Olena Hiklianska, a spokeswoman for the State
Security Service, said by phone she had no information on the supposed
smuggling scheme and Naumenko’s alleged role in it. The Luhansk Oblast police
department was not available for comment.
Tornado soldiers allege that the arrests were
triggered by the unit stopping what they say was a train transporting smuggled
cast iron from the city of Alchevsk in separatist territory on June 16.
A cache with explosives and separatist
propaganda materials were found on the train, the group said. They also allege
that the train didn’t have proper documents.
Luhansk Oblast Governor Hennady Moskal said in
a June 17 Facebook post that the train had been transporting coal, not cast
iron, was bound for Alchevsk and had all the proper documents.
However, supposed photos of the train provided
by Tornado show cast iron.
Batyashov told the Kyiv Post that Tornado had also previously stopped trains with timber bound for separatist territories and trains with coal and cast iron traveling to Ukrainian-controlled areas.
“This is huge money. Imagine, I have once been offered Hr 30,000 to Hr 100,000 to let a vehicle pass,” Batyashov said.

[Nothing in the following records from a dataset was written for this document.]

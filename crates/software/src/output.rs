//! The seams between the signal path and hardware: a MIDI sink, a voltage sink, and helpers shared by their
//! implementations.
//!
//! Every write is fallible but none is fatal. A failed write is logged, counted and skipped so a malfunctioning
//! peripheral can never stall sequencing.

mod mcp4728;
pub use mcp4728::*;

use wmidi::{Channel, ControlFunction, MidiMessage, Note, U7};

/// Anything that can transmit MIDI, e.g. a USB endpoint queue or a UART.
pub trait MidiSink {
    /// Error reported when a message could not be sent.
    type Error;

    /// Sends a single message. Must return promptly; a full buffer is an error, not a reason to wait.
    fn send(&mut self, message: MidiMessage<'static>) -> Result<(), Self::Error>;
}

/// Analog outputs of the device.
#[derive(Debug, Copy, Clone, PartialEq, Eq)]
#[cfg_attr(feature = "defmt", derive(defmt::Format))]
pub enum CvChannel {
    /// Pitch CV.
    Pitch,
    /// Gate (or trigger).
    Gate,
    /// Auxiliary CV following a selectable MIDI source.
    Aux,
}

/// Anything that can produce control voltages and gate levels.
pub trait VoltageSink {
    /// Error reported when a write failed.
    type Error;

    /// Full-scale output voltage.
    fn reference(&self) -> f32;

    /// Drives `channel` to `volts`, quantized to whatever resolution the hardware has.
    fn set_voltage(&mut self, channel: CvChannel, volts: f32) -> Result<(), Self::Error>;

    /// Drives `channel` to a logic level; `high` is the physical level, not whether a note sounds.
    fn set_gate(&mut self, channel: CvChannel, high: bool) -> Result<(), Self::Error>;
}

/// Converts a voltage into the code a DAC of the given resolution needs to produce it.
///
/// Voltages outside `0..=reference` saturate at the ends of the range.
pub fn dac_code(volts: f32, reference: f32, bits: u8) -> u16 {
    let full_scale = (1_u32 << bits) - 1;
    if reference <= 0.0 {
        return 0;
    }
    let ratio = (volts / reference).clamp(0.0, 1.0);
    // casting truncates; at 12 bits a step is barely over a millivolt, which is well below what anyone can hear
    (ratio * full_scale as f32) as u16
}

/// Wraps a [`MidiSink`], turning failed sends into a log line and a counter.
pub struct MidiOut<M> {
    sink: M,
    failures: u32,
}

impl<M: MidiSink> MidiOut<M> {
    /// Wraps `sink`.
    pub fn new(sink: M) -> Self {
        Self { sink, failures: 0 }
    }

    /// Number of messages that could not be delivered.
    pub fn failures(&self) -> u32 {
        self.failures
    }

    /// Borrows the wrapped sink.
    pub fn sink(&self) -> &M {
        &self.sink
    }

    /// Sends a note-on.
    pub fn note_on(&mut self, channel: Channel, note: Note, velocity: U7) {
        self.send(MidiMessage::NoteOn(channel, note, velocity));
    }

    /// Sends a note-off with zero release velocity.
    pub fn note_off(&mut self, channel: Channel, note: Note) {
        self.send(MidiMessage::NoteOff(channel, note, U7::from_u8_lossy(0)));
    }

    /// Sends a control change.
    pub fn control_change(&mut self, channel: Channel, control: U7, value: U7) {
        self.send(MidiMessage::ControlChange(
            channel,
            ControlFunction(control),
            value,
        ));
    }

    fn send(&mut self, message: MidiMessage<'static>) {
        if self.sink.send(message).is_err() {
            self.failures = self.failures.wrapping_add(1);
            warn!("MIDI output dropped a message");
        }
    }
}


#[cfg(test)]
mod tests {
    use super::mock::*;
    use super::*;

    mod dac_code {
        use super::*;

        #[test]
        fn full_scale() {
            assert_eq!(4095, dac_code(5.0, 5.0, 12), "Expected left but got right");
        }

        #[test]
        fn one_volt() {
            assert_eq!(819, dac_code(1.0, 5.0, 12), "Expected left but got right");
        }

        #[test]
        fn saturates() {
            assert_eq!(0, dac_code(-1.0, 5.0, 12), "Expected left but got right");
            assert_eq!(4095, dac_code(7.5, 5.0, 12), "Expected left but got right");
        }
    }

    #[test]
    fn failed_sends_are_counted_not_propagated() {
        let mut out = MidiOut::new(RecordingMidi {
            fail: true,
            ..Default::default()
        });
        out.note_on(Channel::Ch1, Note::C4, U7::from_u8_lossy(100));
        out.note_off(Channel::Ch1, Note::C4);
        assert_eq!(2, out.failures(), "Expected left but got right");
        assert!(out.sink().sent.is_empty());
    }

    #[test]
    fn note_off_has_zero_velocity() {
        let mut out = MidiOut::new(RecordingMidi::default());
        out.note_off(Channel::Ch2, Note::D4);
        assert_eq!(
            std::vec![MidiMessage::NoteOff(
                Channel::Ch2,
                Note::D4,
                U7::from_u8_lossy(0)
            )],
            out.sink().sent,
            "Expected left but got right"
        );
    }
}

Tornado fighters have also claimed that
Naumenko had been appointed head of the so-called “people’s militia” by Luhansk
separatist leader Valery Bolotov in April 2014.
Naumenko denies the allegation but 1+1 television
channel footage published on YouTube on May 1, as well as numerous separatist
websites say that he was appointed by Kremlin-backed militants.
Despite the conflict with Naumenko and the
criminal investigation, Tornado soldiers hope for the better.
“All fighters of the unit are ready to keep
defending our homeland at the cost of our lives and prove that we are neither
marauders nor murderers nor traitors,” Tsukur said.
Tornado Deputy Commander Mykola Tsukur being interviewed by the Kyiv Post.